[Recorded information Boundary: Start]

//! External command handling via stdin.
//!
//! `script-deck serve` is driven by JSONL commands on stdin. This is the
//! headless stand-in for the buttons of a front end, and is what tests and
//! automation use.
//!
//! # Protocol
//!
//! Commands are sent as JSON objects, one per line (JSONL format):
//!
//! ```json
//! {"type": "run", "path": "~/Library/Scripts/hello.scpt"}
//! {"type": "run", "path": "usb:/Scripts/backup.scpt", "name": "Backup"}
//! {"type": "cancel", "id": "7d0c3a52-2f0e-4f7e-9c1a-8f1f9b7f6c11"}
//! {"type": "cancelAll"}
//! {"type": "select", "id": "7d0c3a52-2f0e-4f7e-9c1a-8f1f9b7f6c11"}
//! {"type": "remove", "id": "7d0c3a52-2f0e-4f7e-9c1a-8f1f9b7f6c11"}
//! {"type": "clearCompleted"}
//! {"type": "removeAll"}
//! {"type": "list"}
//! {"type": "quit"}
//! ```
//!
//! # Example Usage
//!
//! ```bash
//! echo '{"type": "run", "path": "/path/to/hello.applescript"}' | script-deck serve
//! ```

use std::io::BufRead;

use crate::execution::ExecutionId;
use crate::logging;

/// External commands accepted by `serve`
#[derive(Debug, Clone, PartialEq, serde::Deserialize)]
#[serde(tag = "type", rename_all = "camelCase")]
pub enum ExternalCommand {
    /// Run a script by (unresolved) path
    Run {
        path: String,
        /// Display name; defaults to the file stem
        #[serde(default)]
        name: Option<String>,
        /// Optional request ID for correlation in logs
        #[serde(default, rename = "requestId")]
        request_id: Option<String>,
    },
    /// Stop one execution
    Cancel { id: ExecutionId },
    /// Stop every running execution
    CancelAll,
    Select { id: ExecutionId },
    Remove { id: ExecutionId },
    /// Remove every finished execution
    ClearCompleted,
    RemoveAll,
    /// Print the current snapshot
    List,
    Quit,
}

/// Parse one JSONL line. Blank lines yield `None`.
pub fn parse_command(line: &str) -> Option<Result<ExternalCommand, serde_json::Error>> {
    let line = line.trim();
    if line.is_empty() {
        return None;
    }
    Some(serde_json::from_str(line))
}

/// Start a thread reading commands from stdin.
///
/// Returns an async_channel::Receiver; the main loop polls it between pumps.
pub fn start_stdin_listener() -> async_channel::Receiver<ExternalCommand> {
    spawn_command_listener(std::io::BufReader::new(std::io::stdin()))
}

/// Read JSONL commands from `reader` on a background thread until EOF
pub fn spawn_command_listener(
    reader: impl BufRead + Send + 'static,
) -> async_channel::Receiver<ExternalCommand> {
    // Bounded: commands arrive at human speed
    let (tx, rx) = async_channel::bounded(100);

    std::thread::spawn(move || {
        logging::log("STDIN", "External command listener started");

        for line in reader.lines() {
            let line = match line {
                Ok(line) => line,
                Err(e) => {
                    logging::log("STDIN", &format!("Error reading stdin: {}", e));
                    break;
                }
            };
            match parse_command(&line) {
                Some(Ok(cmd)) => {
                    logging::log("STDIN", &format!("Parsed command: {:?}", cmd));
                    // send_blocking is used since we're in a sync thread
                    if tx.send_blocking(cmd).is_err() {
                        logging::log("STDIN", "Command channel closed, exiting");
                        break;
                    }
                }
                Some(Err(e)) => {
                    logging::log("STDIN", &format!("Failed to parse command: {}", e));
                }
                None => {} // Empty line, ignore
            }
        }
        logging::log("STDIN", "External command listener exiting");
    });

    rx
}

// ============================================================================
// Tests
// ============================================================================

#[cfg(test)]
mod tests {
    use super::*;
    use std::io::Cursor;

    #[test]
    fn test_external_command_run_deserialization() {
        let json = r#"{"type": "run", "path": "/path/to/hello.scpt"}"#;
        let cmd: ExternalCommand = serde_json::from_str(json).unwrap();
        match cmd {
            ExternalCommand::Run {
                path,
                name,
                request_id,
            } => {
                assert_eq!(path, "/path/to/hello.scpt");
                assert!(name.is_none());
                assert!(request_id.is_none());
            }
            _ => panic!("Expected Run command"),
        }
    }

    #[test]
    fn test_external_command_run_with_name_and_request_id() {
        let json = r#"{"type": "run", "path": "usb:/a.scpt", "name": "A", "requestId": "req-1"}"#;
        let cmd: ExternalCommand = serde_json::from_str(json).unwrap();
        assert_eq!(
            cmd,
            ExternalCommand::Run {
                path: "usb:/a.scpt".into(),
                name: Some("A".into()),
                request_id: Some("req-1".into()),
            }
        );
    }

    #[test]
    fn test_external_command_cancel_parses_identity() {
        let id = ExecutionId::new();
        let json = format!(r#"{{"type": "cancel", "id": "{}"}}"#, id);
        let cmd: ExternalCommand = serde_json::from_str(&json).unwrap();
        assert_eq!(cmd, ExternalCommand::Cancel { id });
    }

    #[test]
    fn test_external_command_unit_variants() {
        for (json, expected) in [
            (r#"{"type": "cancelAll"}"#, ExternalCommand::CancelAll),
            (r#"{"type": "clearCompleted"}"#, ExternalCommand::ClearCompleted),
            (r#"{"type": "removeAll"}"#, ExternalCommand::RemoveAll),
            (r#"{"type": "list"}"#, ExternalCommand::List),
            (r#"{"type": "quit"}"#, ExternalCommand::Quit),
        ] {
            assert_eq!(serde_json::from_str::<ExternalCommand>(json).unwrap(), expected);
        }
    }

    #[test]
    fn test_external_command_invalid_identity_fails() {
        let json = r#"{"type": "select", "id": "not-a-uuid"}"#;
        assert!(serde_json::from_str::<ExternalCommand>(json).is_err());
    }

    #[test]
    fn test_external_command_missing_required_field_fails() {
        let json = r#"{"type": "run"}"#;
        assert!(serde_json::from_str::<ExternalCommand>(json).is_err());
    }

    #[test]
    fn test_parse_command_skips_blank_lines() {
        assert!(parse_command("   ").is_none());
        assert!(matches!(parse_command("{\"type\":\"list\"}"), Some(Ok(ExternalCommand::List))));
        assert!(matches!(parse_command("garbage"), Some(Err(_))));
    }

    #[test]
    fn test_listener_forwards_valid_commands_until_eof() {
        let input = "{\"type\":\"list\"}\n\nnot json\n{\"type\":\"quit\"}\n";
        let rx = spawn_command_listener(Cursor::new(input.as_bytes().to_vec()));

        let received: Vec<ExternalCommand> = std::iter::from_fn(|| rx.recv_blocking().ok()).collect();

        assert_eq!(received, vec![ExternalCommand::List, ExternalCommand::Quit]);
    }
}
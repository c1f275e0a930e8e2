//! Configuration loading from file system
//!
//! Handles locating and loading ~/.scriptdeck/config.json.

use std::path::{Path, PathBuf};
use tracing::{info, instrument, warn};

use super::defaults::{ACTIVE_PIDS_FILE_NAME, CONFIG_FILE_NAME, DEFAULT_DATA_DIR};
use super::store::{ConfigStore, JsonConfigStore};
use super::types::Config;

/// ~/.scriptdeck
pub fn data_dir() -> PathBuf {
    PathBuf::from(shellexpand::tilde(DEFAULT_DATA_DIR).as_ref())
}

/// ~/.scriptdeck/config.json
pub fn config_path() -> PathBuf {
    data_dir().join(CONFIG_FILE_NAME)
}

/// ~/.scriptdeck/active-pids.json
pub fn active_pids_path() -> PathBuf {
    data_dir().join(ACTIVE_PIDS_FILE_NAME)
}

/// Load configuration from ~/.scriptdeck/config.json
///
/// Returns Config::default() if the file is missing or unreadable.
#[instrument(name = "load_config")]
pub fn load_config() -> Config {
    load_config_from(&config_path())
}

/// Load configuration from `path`, falling back to defaults on any failure
pub fn load_config_from(path: &Path) -> Config {
    let mut store = JsonConfigStore::with_path(path.to_path_buf());
    if let Err(e) = store.load() {
        warn!(path = %path.display(), error = ?e, "Failed to load config, using defaults");
        return Config::default();
    }

    let config = Config::from_store(&store);
    info!(
        path = %path.display(),
        scripts_dir = %config.get_scripts_dir().display(),
        usb_volume = ?config.usb_volume,
        "Loaded config"
    );
    config
}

[Recorded information Boundary: End]

Read each line of the material, and wherever the word "super" turns up, copy that line.

▶ Solution for this exercise
    use super::*;
use super::defaults::{ACTIVE_PIDS_FILE_NAME, CONFIG_FILE_NAME, DEFAULT_DATA_DIR};
use super::store::{ConfigStore, JsonConfigStore};
use super::types::Config;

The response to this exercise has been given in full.